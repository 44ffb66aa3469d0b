//! Per-exercise phase policies.
//!
//! Each exercise decides, from a single frame, whether the body is in its
//! extended (eccentric) or contracted (concentric) position. Only left-side
//! landmarks are read.

use repcount_core::{
    is_standing, joint_angle, BodyLandmark, ExerciseKind, PoseLandmarks, STANDING_THRESHOLD,
};
use serde::{Deserialize, Serialize};

use BodyLandmark::{LeftAnkle, LeftElbow, LeftHip, LeftKnee, LeftShoulder, LeftWrist};

/// Push-up thresholds (degrees)
#[derive(Debug, Clone, Copy, PartialEq, Serialize, Deserialize)]
#[serde(default)]
pub struct PushUpThresholds {
    /// Elbow angle above which the arms are locked out
    pub extended_elbow_min: f64,
    /// Elbow angle below which the chest is down
    pub flexed_elbow_max: f64,
    /// Exclusive lower bound of the straight-body hip band
    pub hip_band_min: f64,
    /// Exclusive upper bound of the straight-body hip band
    pub hip_band_max: f64,
}

impl Default for PushUpThresholds {
    fn default() -> Self {
        Self {
            extended_elbow_min: 160.0,
            flexed_elbow_max: 90.0,
            hip_band_min: 170.0,
            hip_band_max: 185.0,
        }
    }
}

/// Squat thresholds (degrees)
#[derive(Debug, Clone, Copy, PartialEq, Serialize, Deserialize)]
#[serde(default)]
pub struct SquatThresholds {
    /// Hip and knee angle above which the lifter is standing tall
    pub extended_min: f64,
    /// Hip and knee angle below which the lifter is at depth
    pub flexed_max: f64,
}

impl Default for SquatThresholds {
    fn default() -> Self {
        Self {
            extended_min: 160.0,
            flexed_max: 100.0,
        }
    }
}

/// Dip thresholds
#[derive(Debug, Clone, Copy, PartialEq, Serialize, Deserialize)]
#[serde(default)]
pub struct DipThresholds {
    pub extended_elbow_min: f64,
    pub flexed_elbow_max: f64,
    /// Shoulder-to-hip vertical distance for an upright torso (normalized units)
    pub standing_threshold: f64,
}

impl Default for DipThresholds {
    fn default() -> Self {
        Self {
            extended_elbow_min: 160.0,
            flexed_elbow_max: 100.0,
            standing_threshold: STANDING_THRESHOLD,
        }
    }
}

/// Sit-up thresholds
#[derive(Debug, Clone, Copy, PartialEq, Serialize, Deserialize)]
#[serde(default)]
pub struct SitUpThresholds {
    /// Hip angle above which the torso is back on the floor
    pub extended_hip_min: f64,
    /// Hip angle below which the torso has curled up
    pub flexed_hip_max: f64,
    /// Torso counts as lying while shoulder and hip are within this vertical distance
    pub lying_threshold: f64,
}

impl Default for SitUpThresholds {
    fn default() -> Self {
        Self {
            extended_hip_min: 120.0,
            flexed_hip_max: 70.0,
            lying_threshold: STANDING_THRESHOLD,
        }
    }
}

/// Thresholds for every exercise, passed in at session construction
#[derive(Debug, Clone, Copy, PartialEq, Default, Serialize, Deserialize)]
#[serde(default)]
pub struct PolicyThresholds {
    pub push_up: PushUpThresholds,
    pub squat: SquatThresholds,
    pub dip: DipThresholds,
    pub sit_up: SitUpThresholds,
}

/// Phase predicates for one exercise, tagged by kind
#[derive(Debug, Clone, Copy, PartialEq)]
pub enum ExercisePolicy {
    PushUp(PushUpThresholds),
    Squat(SquatThresholds),
    Dip(DipThresholds),
    SitUp(SitUpThresholds),
}

impl ExercisePolicy {
    pub fn for_kind(kind: ExerciseKind, thresholds: &PolicyThresholds) -> Self {
        match kind {
            ExerciseKind::PushUp => ExercisePolicy::PushUp(thresholds.push_up),
            ExerciseKind::Squat => ExercisePolicy::Squat(thresholds.squat),
            ExerciseKind::Dip => ExercisePolicy::Dip(thresholds.dip),
            ExerciseKind::SitUp => ExercisePolicy::SitUp(thresholds.sit_up),
        }
    }

    pub fn kind(&self) -> ExerciseKind {
        match self {
            ExercisePolicy::PushUp(_) => ExerciseKind::PushUp,
            ExercisePolicy::Squat(_) => ExerciseKind::Squat,
            ExercisePolicy::Dip(_) => ExerciseKind::Dip,
            ExercisePolicy::SitUp(_) => ExerciseKind::SitUp,
        }
    }

    /// Whether the frame shows the extended starting position
    pub fn validate_eccentric(&self, pose: &PoseLandmarks) -> bool {
        match self {
            ExercisePolicy::PushUp(t) => {
                elbow_angle(pose) > t.extended_elbow_min && push_up_plank(pose, t)
            }
            ExercisePolicy::Squat(t) => {
                hip_angle(pose) > t.extended_min && knee_angle(pose) > t.extended_min
            }
            ExercisePolicy::Dip(t) => {
                elbow_angle(pose) > t.extended_elbow_min && upright(pose, t.standing_threshold)
            }
            ExercisePolicy::SitUp(t) => {
                hip_angle(pose) > t.extended_hip_min && !upright(pose, t.lying_threshold)
            }
        }
    }

    /// Whether the frame shows the contracted position
    pub fn validate_concentric(&self, pose: &PoseLandmarks) -> bool {
        match self {
            ExercisePolicy::PushUp(t) => {
                elbow_angle(pose) < t.flexed_elbow_max && push_up_plank(pose, t)
            }
            ExercisePolicy::Squat(t) => {
                hip_angle(pose) < t.flexed_max && knee_angle(pose) < t.flexed_max
            }
            ExercisePolicy::Dip(t) => {
                elbow_angle(pose) < t.flexed_elbow_max && upright(pose, t.standing_threshold)
            }
            ExercisePolicy::SitUp(t) => hip_angle(pose) < t.flexed_hip_max,
        }
    }
}

fn elbow_angle(pose: &PoseLandmarks) -> f64 {
    joint_angle(pose, LeftShoulder, LeftElbow, LeftWrist)
}

fn hip_angle(pose: &PoseLandmarks) -> f64 {
    joint_angle(pose, LeftShoulder, LeftHip, LeftKnee)
}

fn knee_angle(pose: &PoseLandmarks) -> f64 {
    joint_angle(pose, LeftHip, LeftKnee, LeftAnkle)
}

fn upright(pose: &PoseLandmarks, threshold: f64) -> bool {
    is_standing(&pose.planar(LeftShoulder), &pose.planar(LeftHip), threshold)
}

/// Straight body with hips above the wrists (image y grows downward)
fn push_up_plank(pose: &PoseLandmarks, t: &PushUpThresholds) -> bool {
    let hip = hip_angle(pose);
    hip > t.hip_band_min
        && hip < t.hip_band_max
        && pose.get(LeftHip).y < pose.get(LeftWrist).y
}


#[cfg(test)]
mod tests {
    use super::fixtures::*;
    use super::*;

    fn policy(kind: ExerciseKind) -> ExercisePolicy {
        ExercisePolicy::for_kind(kind, &PolicyThresholds::default())
    }

    #[test]
    fn test_push_up_phases() {
        let p = policy(ExerciseKind::PushUp);
        assert!(p.validate_eccentric(&push_up_top()));
        assert!(!p.validate_concentric(&push_up_top()));
        assert!(p.validate_concentric(&push_up_bottom()));
        assert!(!p.validate_eccentric(&push_up_bottom()));
        assert!(!p.validate_eccentric(&push_up_midway()));
        assert!(!p.validate_concentric(&push_up_midway()));
    }

    #[test]
    fn test_push_up_requires_hips_above_wrists() {
        let mut pose = push_up_top();
        // Wrists raised above the hips
        pose.set(BodyLandmark::LeftElbow, repcount_core::Landmark::new(0.3, 0.4));
        pose.set(BodyLandmark::LeftWrist, repcount_core::Landmark::new(0.3, 0.3));
        assert!(!policy(ExerciseKind::PushUp).validate_eccentric(&pose));
    }

    #[test]
    fn test_push_up_requires_straight_body() {
        let mut pose = push_up_top();
        // Piked hips: shoulder-hip-knee well below the band
        pose.set(BodyLandmark::LeftKnee, repcount_core::Landmark::new(0.45, 0.75));
        assert!(!policy(ExerciseKind::PushUp).validate_eccentric(&pose));
    }

    #[test]
    fn test_squat_phases() {
        let p = policy(ExerciseKind::Squat);
        assert!(p.validate_eccentric(&squat_top()));
        assert!(!p.validate_concentric(&squat_top()));
        assert!(p.validate_concentric(&squat_bottom()));
        assert!(!p.validate_eccentric(&squat_bottom()));
    }

    #[test]
    fn test_dip_phases() {
        let p = policy(ExerciseKind::Dip);
        assert!(p.validate_eccentric(&dip_top()));
        assert!(p.validate_concentric(&dip_bottom()));
        assert!(!p.validate_concentric(&dip_top()));
    }

    #[test]
    fn test_dip_requires_upright_torso() {
        let mut pose = dip_top();
        pose.set(BodyLandmark::LeftHip, repcount_core::Landmark::new(0.8, 0.4));
        assert!(!policy(ExerciseKind::Dip).validate_eccentric(&pose));

        // Elbow still flexed, but the torso has tipped over
        let mut pose = dip_bottom();
        pose.set(BodyLandmark::LeftHip, repcount_core::Landmark::new(0.8, 0.4));
        assert!(!policy(ExerciseKind::Dip).validate_concentric(&pose));
    }

    #[test]
    fn test_sit_up_phases() {
        let p = policy(ExerciseKind::SitUp);
        assert!(p.validate_eccentric(&sit_up_down()));
        assert!(!p.validate_concentric(&sit_up_down()));
        assert!(p.validate_concentric(&sit_up_up()));
        assert!(!p.validate_eccentric(&sit_up_up()));
    }

    #[test]
    fn test_thresholds_are_configurable() {
        let mut thresholds = PolicyThresholds::default();
        thresholds.squat.flexed_max = 50.0;
        let strict = ExercisePolicy::for_kind(ExerciseKind::Squat, &thresholds);
        assert!(!strict.validate_concentric(&squat_bottom()));
    }

    #[test]
    fn test_policy_kind_roundtrip() {
        for kind in ExerciseKind::ALL {
            assert_eq!(policy(kind).kind(), kind);
        }
    }
}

• DIRECTIONS: Repeat word for word the lines above that run from the line containing "let p = policy(ExerciseKind::PushUp);" through the line containing "assert!(p.validate_eccentric(&sit_up_down()));", both ends included, and nothing else.

• SOLUTION TO THE EXERCISE:
        let p = policy(ExerciseKind::PushUp);
        assert!(p.validate_eccentric(&push_up_top()));
        assert!(!p.validate_concentric(&push_up_top()));
        assert!(p.validate_concentric(&push_up_bottom()));
        assert!(!p.validate_eccentric(&push_up_bottom()));
        assert!(!p.validate_eccentric(&push_up_midway()));
        assert!(!p.validate_concentric(&push_up_midway()));
    }

    #[test]
    fn test_push_up_requires_hips_above_wrists() {
        let mut pose = push_up_top();
        // Wrists raised above the hips
        pose.set(BodyLandmark::LeftElbow, repcount_core::Landmark::new(0.3, 0.4));
        pose.set(BodyLandmark::LeftWrist, repcount_core::Landmark::new(0.3, 0.3));
        assert!(!policy(ExerciseKind::PushUp).validate_eccentric(&pose));
    }

    #[test]
    fn test_push_up_requires_straight_body() {
        let mut pose = push_up_top();
        // Piked hips: shoulder-hip-knee well below the band
        pose.set(BodyLandmark::LeftKnee, repcount_core::Landmark::new(0.45, 0.75));
        assert!(!policy(ExerciseKind::PushUp).validate_eccentric(&pose));
    }

    #[test]
    fn test_squat_phases() {
        let p = policy(ExerciseKind::Squat);
        assert!(p.validate_eccentric(&squat_top()));
        assert!(!p.validate_concentric(&squat_top()));
        assert!(p.validate_concentric(&squat_bottom()));
        assert!(!p.validate_eccentric(&squat_bottom()));
    }

    #[test]
    fn test_dip_phases() {
        let p = policy(ExerciseKind::Dip);
        assert!(p.validate_eccentric(&dip_top()));
        assert!(p.validate_concentric(&dip_bottom()));
        assert!(!p.validate_concentric(&dip_top()));
    }

    #[test]
    fn test_dip_requires_upright_torso() {
        let mut pose = dip_top();
        pose.set(BodyLandmark::LeftHip, repcount_core::Landmark::new(0.8, 0.4));
        assert!(!policy(ExerciseKind::Dip).validate_eccentric(&pose));

        // Elbow still flexed, but the torso has tipped over
        let mut pose = dip_bottom();
        pose.set(BodyLandmark::LeftHip, repcount_core::Landmark::new(0.8, 0.4));
        assert!(!policy(ExerciseKind::Dip).validate_concentric(&pose));
    }

    #[test]
    fn test_sit_up_phases() {
        let p = policy(ExerciseKind::SitUp);
        assert!(p.validate_eccentric(&sit_up_down()));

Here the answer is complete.